Home Care by Outreach Nursing for Chronic Obstructive Pulmonary Disease

Outreach nursing programmes for COPD may improve health-related quality of life but may not affect mortality or the number of hospitalisations. Level of evidence: "C"

A Cochrane review [Abstract] 1 included 9 studies on home visits from nurses for people with chronic obstructive pulmonary disease (COPD), with a total of 1 498 subjects. There was a non-significant reduction in mortality at 12 months (OR 0.72, 95% CI 0.45 to 1.15; 8 studies). Disease-specific health-related quality of life (HRQL) was statistically significantly improved (mean difference -2.61, 95% CI -4.82 to -0.40; 4 studies). There seemed to be no statistically significant difference in the number of hospitalisations (OR 1.01, 95% CI 0.71 to 1.44; 5 studies), but there was significant heterogeneity between the studies. One outlying study showed a statistically significant decrease in hospitalisations in patients receiving home care, whereas the other studies showed a non-significant increase in hospitalisations.

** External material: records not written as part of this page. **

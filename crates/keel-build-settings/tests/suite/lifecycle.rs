use std::path::PathBuf;

use keel_build_model::{SourceItem, SourceKitSourceItemData};
use keel_build_settings::{BuildSettingsOptions, ManagerState};
use pretty_assertions::assert_eq;

use super::support::{
    eventually, id, in_process, next, options, start, url, ConnectionEvent, WorkspaceBackend,
};

#[tokio::test]
async fn index_paths_are_resolved_against_the_root() {
    let backend = WorkspaceBackend::new().into_arc();
    let harness = start(in_process(&backend), options(), None);

    assert_eq!(
        harness.manager.index_store_path().await,
        Some(PathBuf::from("/ws/index/store"))
    );
    assert_eq!(
        harness.manager.index_database_path().await,
        Some(PathBuf::from("/db/index"))
    );
}

#[tokio::test]
async fn backend_watchers_are_registered_with_the_editor() {
    let backend = WorkspaceBackend::new().with_watcher("**/BUILD").into_arc();
    let mut harness = start(in_process(&backend), options(), None);

    match next(&mut harness.connection).await {
        ConnectionEvent::WatchFiles(watchers) => {
            let globs: Vec<_> = watchers.iter().map(|w| w.glob_pattern.as_str()).collect();
            assert_eq!(globs, vec!["**/BUILD"]);
        }
        other => panic!("unexpected connection event: {other:?}"),
    }
}

#[tokio::test]
async fn background_indexing_also_watches_source_files() {
    let backend = WorkspaceBackend::new().with_watcher("**/BUILD").into_arc();
    let options = BuildSettingsOptions {
        background_indexing: true,
        ..options()
    };
    let mut harness = start(in_process(&backend), options, None);

    match next(&mut harness.connection).await {
        ConnectionEvent::WatchFiles(watchers) => {
            assert_eq!(watchers.len(), 2);
            assert!(watchers.iter().any(|w| w.glob_pattern == "**/BUILD"));
            assert!(watchers.iter().any(|w| w.glob_pattern.contains("swift")));
        }
        other => panic!("unexpected connection event: {other:?}"),
    }
}

#[tokio::test]
async fn copied_files_map_back_to_their_sources() {
    let original = url("/ws/Resources/data.json");
    let copy = url("/ws/build/Lib/data.json");
    let item = SourceItem::file(original.clone()).with_source_kit_data(SourceKitSourceItemData {
        copy_destinations: Some(vec![copy.clone()]),
        ..SourceKitSourceItemData::default()
    });
    let backend = WorkspaceBackend::new().with_source(id("Lib"), item).into_arc();
    let harness = start(in_process(&backend), options(), None);

    let manager = harness.manager.clone();
    eventually(|| {
        let manager = manager.clone();
        async move { !manager.copied_file_map().is_empty() }
    })
    .await;
    assert_eq!(
        harness.manager.location_adjusted_for_copied_files(&copy),
        original
    );
    assert_eq!(
        harness.manager.location_adjusted_for_copied_files(&original),
        original
    );
}

#[tokio::test]
async fn shutdown_reaches_the_backend() {
    let backend = WorkspaceBackend::new().into_arc();
    let harness = start(in_process(&backend), options(), None);
    assert!(harness.manager.wait_until_initialized().await);

    harness.manager.shutdown().await;
    assert_eq!(harness.manager.state(), ManagerState::ShutDown);
    assert_eq!(backend.shutdown_calls(), 1);
}
//! Build server requests and notifications.
//!
//! Every message is a zero-sized marker type implementing [`BuildRequest`] or
//! [`BuildNotification`], pairing the JSON-RPC method name with its parameter and result
//! types.

use std::fmt;

use serde::de::DeserializeOwned;
use serde::{Deserialize, Serialize};
use serde_json::Value;
use url::Url;

use crate::{BuildTarget, BuildTargetIdentifier, Language, SourcesItem};

pub trait BuildRequest {
    const METHOD: &'static str;
    type Params: Serialize + DeserializeOwned + Send + 'static;
    type Result: Serialize + DeserializeOwned + Send + 'static;
}

pub trait BuildNotification {
    const METHOD: &'static str;
    type Params: Serialize + DeserializeOwned + Send + 'static;
}

/// JSON-RPC request id.
#[derive(Debug, Clone, PartialEq, Eq, Hash, PartialOrd, Ord, Serialize, Deserialize)]
#[serde(untagged)]
pub enum RequestId {
    Number(i64),
    String(String),
}

impl fmt::Display for RequestId {
    fn fmt(&self, f: &mut fmt::Formatter<'_>) -> fmt::Result {
        match self {
            Self::Number(id) => write!(f, "{id}"),
            Self::String(id) => f.write_str(id),
        }
    }
}

impl From<i64> for RequestId {
    fn from(id: i64) -> Self {
        Self::Number(id)
    }
}

/// Parameters of requests and notifications that carry no payload (`{}` on the wire).
#[derive(Debug, Clone, Copy, Default, PartialEq, Eq, Serialize, Deserialize)]
pub struct EmptyParams {}

/// Result of requests that only signal completion. Any JSON value is accepted.
#[derive(Debug, Clone, Copy, Default, PartialEq, Eq)]
pub struct VoidResponse;

impl Serialize for VoidResponse {
    fn serialize<S: serde::Serializer>(&self, serializer: S) -> Result<S::Ok, S::Error> {
        serializer.serialize_unit()
    }
}

impl<'de> Deserialize<'de> for VoidResponse {
    fn deserialize<D: serde::Deserializer<'de>>(deserializer: D) -> Result<Self, D::Error> {
        serde::de::IgnoredAny::deserialize(deserializer)?;
        Ok(VoidResponse)
    }
}

// ---------------------------------------------------------------------------------------
// Lifecycle
// ---------------------------------------------------------------------------------------

#[derive(Debug, Clone, PartialEq, Serialize, Deserialize)]
#[serde(rename_all = "camelCase")]
pub struct InitializeBuildParams {
    pub display_name: String,
    pub version: String,
    pub bsp_version: String,
    pub root_uri: Url,
    pub capabilities: BuildClientCapabilities,
    #[serde(default, skip_serializing_if = "Option::is_none")]
    pub data: Option<Value>,
}

#[derive(Debug, Clone, Default, PartialEq, Eq, Serialize, Deserialize)]
#[serde(rename_all = "camelCase")]
pub struct BuildClientCapabilities {
    #[serde(default)]
    pub language_ids: Vec<Language>,
}

#[derive(Debug, Clone, PartialEq, Serialize, Deserialize)]
#[serde(rename_all = "camelCase")]
pub struct InitializeBuildResult {
    pub display_name: String,
    pub version: String,
    pub bsp_version: String,
    #[serde(default)]
    pub capabilities: Value,
    #[serde(default, skip_serializing_if = "Option::is_none")]
    pub data_kind: Option<String>,
    #[serde(default, skip_serializing_if = "Option::is_none")]
    pub data: Option<Value>,
}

Comment: The quality of evidence is downgraded by limitations in study quality (inadequate or unclear allocation concealment. lack of blinding) and byinconsistency (variability in results across studies, heterogeneity in interventions and outcomes).

References

  • Wong CX, Carson KV, Smith BJ. Home care by outreach nursing for chronic obstructive pulmonary disease. Cochrane Database Syst Rev 2011;(3):CD000994. [PubMed]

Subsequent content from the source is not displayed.